I'm not exagerating, there are a lot of high quality games made by small companies and individuals for the iPhone, and if those guys had the same freedom to access major downloadable channels (on consoles), they would again be profitable. 99% of what Indies make is crap, we all know it, but the last 1% can't be ignored, they are possibly going to be bigger hits than a lot of AAA titles. I understand that from those 1%, another 50% maybe won't make enough profit to be "relevant" to publisher's interest, but the other 50% would most likely make it or at least hint into the direction the gamers are going, what they are willing to pay for what kind of content.



I imagine a world where publishers would look at a game and think "This seems like a good game, we had fun, it has good graphics, we tested with some users that told us it is very fun, but our market analist says it is not going to make much money. Ok, we are going to publish it anyway. It is an obviously good game that we are going to publish with ridiculously little investment, so it is worth the risk!" - It seems obvious to me that paying 100 grand to make a game available on Xbox Live is a better idea than investing 10 million dollars in the next "Bionic Commando" or "Dark Void".
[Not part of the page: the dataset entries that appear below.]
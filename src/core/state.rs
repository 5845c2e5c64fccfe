//! Game state: phase, move history, and named stacks.
//!
//! ## GameState
//!
//! The complete state of one game in progress:
//! - Current phase and current player
//! - Version counter and the full move-record history
//! - Game-level sub-state (`GameplayState`): shared stacks, properties,
//!   and the round-robin bookkeeping block
//! - Per-player sub-state (`PlayerState`): player-owned stacks and
//!   properties
//! - Deterministic RNG
//!
//! Sub-states expose stacks by *property name*; the component-moving
//! templates resolve their source and destination stacks through these
//! names at apply time.

use im::Vector;
use rustc_hash::FxHashMap;
use serde::{Deserialize, Serialize};

use super::phase::PhaseId;
use super::player::{PlayerId, PlayerMap};
use super::record::MoveRecord;
use super::rng::GameRng;
use crate::stacks::Stack;

/// Round-robin bookkeeping stored on the game-level sub-state.
///
/// When `has_started` is false the other fields are meaningless
/// leftovers from a prior run. When true, `last_player` is the most
/// recently visited player and `starter_player` anchors full-circuit
/// detection.
#[derive(Clone, Copy, Debug, Default, PartialEq, Eq, Serialize, Deserialize)]
pub struct RoundRobinState {
    /// Whether a round robin is currently in progress.
    pub has_started: bool,
    /// The player most recently visited.
    pub last_player: PlayerId,
    /// The player the round robin started from.
    pub starter_player: PlayerId,
    /// Times the starter has been crossed since the round robin began.
    pub round_count: u64,
}

/// Game-level sub-state: stacks and properties shared by all players.
#[derive(Clone, Debug, Default)]
pub struct GameplayState {
    stacks: FxHashMap<String, Stack>,
    properties: FxHashMap<String, i64>,
    /// Round-robin templates keep their progress here.
    pub round_robin: RoundRobinState,
}

impl GameplayState {
    /// Create an empty game-level sub-state.
    #[must_use]
    pub fn new() -> Self {
        Self::default()
    }

    /// Get a named stack.
    #[must_use]
    pub fn stack(&self, name: &str) -> Option<&Stack> {
        self.stacks.get(name)
    }

    /// Get a named stack mutably.
    pub fn stack_mut(&mut self, name: &str) -> Option<&mut Stack> {
        self.stacks.get_mut(name)
    }

    /// Register a named stack, replacing any prior stack of that name.
    pub fn insert_stack(&mut self, name: impl Into<String>, stack: Stack) {
        self.stacks.insert(name.into(), stack);
    }

    /// Remove a named stack, returning it.
    ///
    /// Lets callers hold two stacks from the same map mutably: lift one
    /// out, work on both, reinsert.
    pub fn remove_stack(&mut self, name: &str) -> Option<Stack> {
        self.stacks.remove(name)
    }

    /// Get a property value with default.
    #[must_use]
    pub fn property(&self, key: &str, default: i64) -> i64 {
        self.properties.get(key).copied().unwrap_or(default)
    }

    /// Set a property value.
    pub fn set_property(&mut self, key: impl Into<String>, value: i64) {
        self.properties.insert(key.into(), value);
    }
}

/// Per-player sub-state: player-owned stacks and properties.
#[derive(Clone, Debug, Default)]
pub struct PlayerState {
    stacks: FxHashMap<String, Stack>,
    properties: FxHashMap<String, i64>,
}

impl PlayerState {
    /// Create an empty player sub-state.
    #[must_use]
    pub fn new() -> Self {
        Self::default()
    }

    /// Get a named stack.
    #[must_use]
    pub fn stack(&self, name: &str) -> Option<&Stack> {
        self.stacks.get(name)
    }

    /// Get a named stack mutably.
    pub fn stack_mut(&mut self, name: &str) -> Option<&mut Stack> {
        self.stacks.get_mut(name)
    }

    /// Register a named stack, replacing any prior stack of that name.
    pub fn insert_stack(&mut self, name: impl Into<String>, stack: Stack) {
        self.stacks.insert(name.into(), stack);
    }

    /// Get a property value with default.
    #[must_use]
    pub fn property(&self, key: &str, default: i64) -> i64 {
        self.properties.get(key).copied().unwrap_or(default)
    }

    /// Set a property value.
    pub fn set_property(&mut self, key: impl Into<String>, value: i64) {
        self.properties.insert(key.into(), value);
    }
}

/// Complete state of one game in progress.
#[derive(Clone, Debug)]
pub struct GameState {
    version: u64,
    /// Current phase. Written only by phase-transition moves (via the
    /// delegate's phase-setter capability) and game setup code.
    pub phase: PhaseId,
    /// The player whose turn it is.
    pub current_player: PlayerId,
    /// Applied-move history, oldest first.
    records: Vector<MoveRecord>,
    /// Game-level sub-state.
    pub game: GameplayState,
    /// Per-player sub-states.
    pub players: PlayerMap<PlayerState>,
    /// Deterministic RNG.
    pub rng: GameRng,
}

impl GameState {
    /// Create a new game state at version 0 in the default phase.
    #[must_use]
    pub fn new(player_count: usize, seed: u64) -> Self {
        Self {
            version: 0,
            phase: PhaseId::default(),
            current_player: PlayerId::new(0),
            records: Vector::new(),
            game: GameplayState::new(),
            players: PlayerMap::with_default(player_count),
            rng: GameRng::new(seed),
        }
    }

    /// Number of players in the game.
    #[must_use]
    pub fn player_count(&self) -> usize {
        self.players.player_count()
    }

    /// Current state version. Bumped once per applied move.
    #[must_use]
    pub fn version(&self) -> u64 {
        self.version
    }

    /// The full move-record history, oldest first.
    #[must_use]
    pub fn records(&self) -> &Vector<MoveRecord> {
        &self.records
    }

    /// Move records up to and including the given version.
    ///
    /// Double-ended so callers can walk the recent history backwards.
    pub fn records_up_to(&self, version: u64) -> impl DoubleEndedIterator<Item = &MoveRecord> {
        self.records.iter().filter(move |r| r.version <= version)
    }

    /// The most recently applied move, if any.
    #[must_use]
    pub fn last_record(&self) -> Option<&MoveRecord> {
        self.records.back()
    }

    /// Record an applied move and bump the version.
    ///
    /// `phase` is the phase the move was proposed in - callers capture
    /// it before apply so phase-transition moves are recorded under the
    /// phase they left.
    pub fn record_move(&mut self, name: impl Into<String>, phase: PhaseId, player: PlayerId) {
        self.version += 1;
        self.records
            .push_back(MoveRecord::new(name, phase, player, self.version));
    }
}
Also, most importantly, we need to make the whole process inexpensive. The games that game developers consider a big success on the iPhone may be considered a failure on Xbox Live channel, because the standards and fees MS (or any other console manufacturer) imposes are too high for the small dev (company or individual). The guys from SMB had the money to pay more than 100 grand in development fees, most of us don't. The reason we don't see more games like Super Meat Boy is not because devs can't make them, it is because there is no one at MS to manage a portfolio of those kind of games, for their kind of budget.



EDIT: this whole post talks about Microsoft as the target, because Indie devs we can pretty much give up on Sony and Nintendo, they just don't get it.